2013-10-29 Thread Ludovic Courtès
Andy Wingo  skribis:

> On Sun 01 Sep 2013 13:03, Andy Wingo  writes:

[...]

>> I think that's pretty much it.  Obviously it would be nice to get a lot
>> of other things into 2.2 but this is the necessary bit.  I think we
>> should shoot for a 2.1.0 release around 1 December; dunno.
>
> I think we'll be ready on that date, code-wise, but documentation makes
> a 2.1.0 release much less likely -- documenting things takes time.

That’s because the doc of the VM in 2.0 put the bar very high.  :-)

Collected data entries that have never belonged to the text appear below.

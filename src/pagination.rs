//! Page arithmetic over an already filtered result set

/// Highest valid page for `count` items. Never zero: an empty result still
/// has one (empty) page.
pub fn last_page(count: usize, page_size: usize) -> usize {
    if count == 0 || page_size == 0 {
        return 1;
    }
    count.div_ceil(page_size).max(1)
}

/// Index of the first item on `page` (1-based).
pub fn offset(page: usize, page_size: usize) -> usize {
    page.saturating_sub(1).saturating_mul(page_size)
}

pub fn clamp_page(page: usize, last_page: usize) -> usize {
    page.clamp(1, last_page.max(1))
}

/// Items on `page`. Out-of-range pages, including page 0, yield an empty slice.
pub fn slice<T>(results: &[T], page: usize, page_size: usize) -> &[T] {
    if page == 0 || page_size == 0 {
        return &[];
    }
    let start = offset(page, page_size);
    if start >= results.len() {
        return &[];
    }
    let end = start.saturating_add(page_size).min(results.len());
    &results[start..end]
}
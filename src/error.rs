use std::io;
use thiserror::Error;

#[derive(Error, Debug)]
pub enum FinderError {
    #[error("I/O error: {0}")]
    Io(#[from] io::Error),

    #[error("Invalid page size: {0} (must be greater than zero)")]
    InvalidPageSize(usize),

    #[error("Configuration error: {0}")]
    Config(String),

    #[error("Failed to parse configuration: {0}")]
    Toml(#[from] toml::de::Error),

    #[error("Logger initialisation failed: {0}")]
    Logging(String),

    #[error(transparent)]
    Anyhow(#[from] anyhow::Error),
}

pub type Result<T> = std::result::Result<T, FinderError>;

FWIW, I think it’s fine for an odd release series to have incomplete
documentation (especially about the internals) if that can be fixed
before the stable series comes out.

Thank you for the impressive work!

Ludo’.




Re: vhash speed thread safeness

2013-10-29 Thread Ludovic Courtès
Hi, Stefan,

Stefan Israelsson Tampe  skribis:

> I did some tests witha C-based vhash implementation, it's possible to 
> increse the speed by 30x compared to current vlist imlpementation in
> guile. It would be possible to get this speed today if one implemented
> vhash-assoc as a VM op. Anyway using the source as a standard lib will
> get you about 10x speed increase.

As we discussed, I don’t really like the idea of implementing that much
in C.

Also, I’d really like the optimization effort to be driven by actual
profiling data, such as C-level profiles of repeated calls to the
current ‘vhash-assoc’.  Have you tried that?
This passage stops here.